- [Information]

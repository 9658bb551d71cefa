mod availability;

use std::sync::Arc;

use axum::{
    extract::State,
    http::{header, HeaderName, Method, StatusCode},
    response::IntoResponse,
    routing::{get, post},
    Extension, Json, Router,
};
use chrono::{DateTime, Utc};
use serde::Serialize;
use sqlx::PgPool;
use stockcheck_db::SightingWriter;
use stockcheck_service::StockChecker;
use tower::ServiceBuilder;
use tower_http::{cors::CorsLayer, trace::TraceLayer};

use crate::middleware::{request_id, RequestId, REQUEST_ID_HEADER};

#[derive(Clone)]
pub struct AppState {
    pub pool: PgPool,
    pub checker: Arc<StockChecker<SightingWriter>>,
}

#[derive(Debug, Serialize)]
pub struct ApiResponse<T: Serialize> {
    pub data: T,
    pub meta: ResponseMeta,
}

#[derive(Debug, Serialize)]
pub struct ResponseMeta {
    pub request_id: String,
    pub timestamp: DateTime<Utc>,
}

impl ResponseMeta {
    fn new(request_id: String) -> Self {
        Self {
            request_id,
            timestamp: Utc::now(),
        }
    }
}

#[derive(Debug, Serialize, PartialEq, Eq)]
struct HealthData {
    status: &'static str,
    database: &'static str,
}

fn build_cors() -> CorsLayer {
    CorsLayer::new()
        .allow_origin(tower_http::cors::Any)
        .allow_methods([Method::GET, Method::POST])
        .allow_headers([
            header::CONTENT_TYPE,
            HeaderName::from_static(REQUEST_ID_HEADER),
        ])
}

pub fn build_app(state: AppState) -> Router {
    Router::new()
        .route("/api/v1/health", get(health))
        .route(
            "/api/v1/availability",
            get(availability::check_availability),
        )
        .route("/api/v1/invocations", post(availability::invoke))
        .layer(
            ServiceBuilder::new()
                .layer(TraceLayer::new_for_http())
                .layer(build_cors())
                .layer(axum::middleware::from_fn(request_id)),
        )
        .with_state(state)
}

async fn health(
    State(state): State<AppState>,
    Extension(req_id): Extension<RequestId>,
) -> impl IntoResponse {
    let meta = ResponseMeta::new(req_id.0);

    match stockcheck_db::health_check(&state.pool).await {
        Ok(()) => (
            StatusCode::OK,
            Json(ApiResponse {
                data: HealthData {
                    status: "ok",
                    database: "ok",
                },
                meta,
            }),
        ),
        Err(e) => {
            tracing::warn!(error = %e, "health check: database unavailable");
            (
                StatusCode::SERVICE_UNAVAILABLE,
                Json(ApiResponse {
                    data: HealthData {
                        status: "degraded",
                        database: "unavailable",
                    },
                    meta,
                }),
            )
        }
    }
}
//! Availability check orchestration.

use std::collections::HashMap;

use serde::{Serialize, Serializer};
use stockcheck_bestbuy::{BestBuyClient, BestBuyConfig, BestBuyError};
use stockcheck_core::catalog::default_skus;
use stockcheck_core::{
    normalize_postal_code, normalize_product_ids, AppConfig, StoreRecord, ValidationError,
};

use crate::error::CheckError;
use crate::recorder::StockRecorder;

/// Stores per SKU, kept in the order SKUs were first requested. Serializes
/// as a JSON object with keys in that order.
#[derive(Debug, Clone, Default, PartialEq)]
pub struct StockFound(Vec<(String, Vec<StoreRecord>)>);

impl StockFound {
    /// Sets the stores for `sku`. A repeated SKU keeps its first position
    /// and takes the latest stores.
    pub fn insert(&mut self, sku: String, stores: Vec<StoreRecord>) {
        match self.0.iter_mut().find(|(existing, _)| *existing == sku) {
            Some(entry) => entry.1 = stores,
            None => self.0.push((sku, stores)),
        }
    }

    #[must_use]
    pub fn get(&self, sku: &str) -> Option<&[StoreRecord]> {
        self.0
            .iter()
            .find(|(existing, _)| existing == sku)
            .map(|(_, stores)| stores.as_slice())
    }

    pub fn keys(&self) -> impl Iterator<Item = &str> {
        self.0.iter().map(|(sku, _)| sku.as_str())
    }

    #[must_use]
    pub fn len(&self) -> usize {
        self.0.len()
    }

    #[must_use]
    pub fn is_empty(&self) -> bool {
        self.0.is_empty()
    }
}

impl Serialize for StockFound {
    fn serialize<S: Serializer>(&self, serializer: S) -> Result<S::Ok, S::Error> {
        serializer.collect_map(self.0.iter().map(|(sku, stores)| (sku, stores)))
    }
}

/// Result of one successful check. `stock_found` has a key for every SKU
/// looked up, with an empty list where nothing was in stock. A SKU listed
/// twice appears once in the map but twice in `number_of_skus`.
#[derive(Debug, Clone, PartialEq, Serialize)]
pub struct StockCheck {
    pub number_of_skus: usize,
    pub stock_found: StockFound,
}

/// Classification consumed by the invocation adapter to pick a response
/// shape.
#[derive(Debug)]
pub enum CheckOutcome {
    Success(StockCheck),
    InvalidInput(ValidationError),
    Internal(CheckError),
}

impl From<Result<StockCheck, CheckError>> for CheckOutcome {
    fn from(result: Result<StockCheck, CheckError>) -> Self {
        match result {
            Ok(check) => CheckOutcome::Success(check),
            Err(CheckError::InvalidInput(e)) => CheckOutcome::InvalidInput(e),
            Err(e) => CheckOutcome::Internal(e),
        }
    }
}

/// Runs availability checks against Best Buy and records positive findings.
///
/// `client` is `None` when no API key is configured; every check then fails
/// with [`CheckError::Configuration`] after input validation and before any
/// request is sent.
pub struct StockChecker<R> {
    client: Option<BestBuyClient>,
    recorder: R,
}

impl<R: StockRecorder + Sync> StockChecker<R> {
    #[must_use]
    pub fn new(client: Option<BestBuyClient>, recorder: R) -> Self {
        Self { client, recorder }
    }

    /// Builds the checker from application config.
    ///
    /// A missing API key is not an error here; it is logged and reported on
    /// each check instead, so hosts still start and answer with a 500.
    ///
    /// # Errors
    ///
    /// Returns [`CheckError::Configuration`] if the Best Buy client cannot be
    /// built from a configured key (bad base URL, TLS setup failure).
    pub fn from_app_config(config: &AppConfig, recorder: R) -> Result<Self, CheckError> {
        let client = match BestBuyConfig::from_app_config(config) {
            Ok(bestbuy) => Some(
                BestBuyClient::new(&bestbuy)
                    .map_err(|e| CheckError::Configuration(e.to_string()))?,
            ),
            Err(BestBuyError::MissingApiKey) => {
                tracing::warn!("BEST_BUY_API_KEY not set; availability checks will fail");
                None
            }
            Err(e) => return Err(CheckError::Configuration(e.to_string())),
        };
        Ok(Self::new(client, recorder))
    }

    #[must_use]
    pub fn recorder(&self) -> &R {
        &self.recorder
    }

    /// Runs [`Self::process_request`] and classifies the result.
    pub async fn check(&self, query: &HashMap<String, String>) -> CheckOutcome {
        self.process_request(query).await.into()
    }

    /// Validates `zip_code` and `skus`, looks up each SKU in order, and
    /// records stores for every SKU that has any before moving on.
    ///
    /// An absent or empty `skus` falls back to the default catalog.
    ///
    /// # Errors
    ///
    /// - [`CheckError::InvalidInput`] for a missing or malformed `zip_code`
    ///   or a non-integer SKU.
    /// - [`CheckError::Configuration`] when no API key is configured.
    /// - [`CheckError::Fetch`] / [`CheckError::Record`] on the first lookup
    ///   or write failure. Rows written for earlier SKUs are kept.
    pub async fn process_request(
        &self,
        query: &HashMap<String, String>,
    ) -> Result<StockCheck, CheckError> {
        let raw_zip = query
            .get("zip_code")
            .ok_or(ValidationError::MissingPostalCode)?;
        let zip_code = normalize_postal_code(raw_zip)?;

        let skus = match query.get("skus").filter(|raw| !raw.is_empty()) {
            Some(raw) => normalize_product_ids(raw)?,
            None => default_skus(),
        };

        let client = self.client.as_ref().ok_or_else(|| {
            CheckError::Configuration("BEST_BUY_API_KEY is not set".to_string())
        })?;

        let mut stock_found = StockFound::default();
        for sku in &skus {
            let stores = client
                .fetch_availability(zip_code, sku)
                .await
                .map_err(|source| CheckError::Fetch {
                    sku: sku.clone(),
                    source,
                })?;

            if !stores.is_empty() {
                let written = self
                    .recorder
                    .record_availability(&stores, sku, zip_code)
                    .await
                    .map_err(|source| CheckError::Record {
                        sku: sku.clone(),
                        source,
                    })?;
                tracing::info!(
                    sku = %sku,
                    zip_code = %zip_code,
                    stores = written.len(),
                    "recorded in-stock stores"
                );
            }

            stock_found.insert(sku.clone(), stores);
        }

        Ok(StockCheck {
            number_of_skus: skus.len(),
            stock_found,
        })
    }
}

#[cfg(test)]
#[path = "orchestrator_test.rs"]
mod tests;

- [What is expected] Write out every line from the data above that includes "Runs".

- [Result of this exercise]
/// Runs availability checks against Best Buy and records positive findings.
    /// Runs [`Self::process_request`] and classifies the result.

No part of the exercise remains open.